The primary avenue of headache treatment through the medical model is with drugs; surgery is used only in the most desperate situations. Unfortunately, drugs can only manage the condition and not get at the root cause. The priority of CFT is to eliminate the cause of the condition to allow the body to return to its normal physiology. The Gillespie Approach has four main areas of care.
The brain needs to breathe. The brain should maintain a very slow, smooth expansion and contraction cycle to be healthy. Because of the accumulation of traumas over the course of a lifetime from in utero to the present day, normal brain motion can gradually become restricted. The meninges and other tissues hold the trauma of various accidents and create an abnormal cranial pressure, which may be the primary cause of the head pain. The most likely problem area is the middle meningeal artery, tightly sandwiched between strained dura and hard cranial bones. Pressure here can cause head pain.
The goal of CFT is to relieve the strain in the dura, release the cranial pressure, restore normal physiology, and allow the head pain to go away on its own. Since the medical model believes that the cranial bones are fused, the brain must be immobile. When medical doctors become trapped in this model, they cannot address the real structural problem. Their only option is to dispense drugs, which manage the symptoms. Medication does not correct the problem and can only create long-term, toxic side effects.
The fascial tissues connect all of our structures from head to toe as one unit. The craniosacral mechanism sits in this fascial web; they both function together as the craniosacral fascial system.
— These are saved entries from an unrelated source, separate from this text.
//! Game library browsing
//!
//! Lists the content of configured systems and resolves systems, emulators
//! and games from user queries.

mod resolver;
mod scanning;

pub use resolver::{
    ResolutionError, find_similar, levenshtein_distance, resolve_emulator, resolve_game,
    resolve_id, resolve_system,
};
pub use scanning::{GameEntry, scan_system};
If the fascia is loose in its natural state, the body can work freely. When physical trauma over the course of a lifetime imprints the fascial web, it can exert a pressure of up to 2,000 pounds per square inch on the craniosacral structures. This fascial pressure can severely restrict the motion of the brain and cause head and systemic body pain.
CFT seeks to relieve the strain in the web over a series of visits, allow the craniosacral mechanism to free up and work better, and return the body physiology to a more relaxed, healthy state. This is an optimal state for headache relief.
The neck has many muscles layered on top of each other that are attached to the cranium. If these muscles start to become knotted and forcibly contract similar to the fascial strain above, the motion of the brain may restrict, and headaches can result. Muscle therapy can be an important part of treatment.
If extensive craniosacral, fascial, and muscle therapies have been done on a headache client who is not improving, he is almost certainly clenching and/or grinding his teeth at night while he sleeps. Some clients do it during the day, unaware that they are in a clenched position while driving in traffic, for example. Clenching the teeth puts a tremendous amount of pressure on the cranium and almost invariably can restrict the brain motion.
The lateral pterygoid muscles are the key indicators for a TMJ problem. These two muscles open the jaw, and can be extremely sore for a person with a TMJ problem. The masseters, the primary jaw closing muscles, can also be knotted and sore for people who clench their teeth.
If someone becomes stressed for any reason, starts to clench his teeth, and headaches develop, the TMJ area can be important. The TMJ complex can turn the craniosacral fascial mechanism on and off. If a patient clenches her/his teeth, all of the craniosacral, fascial, and muscle work can be for naught.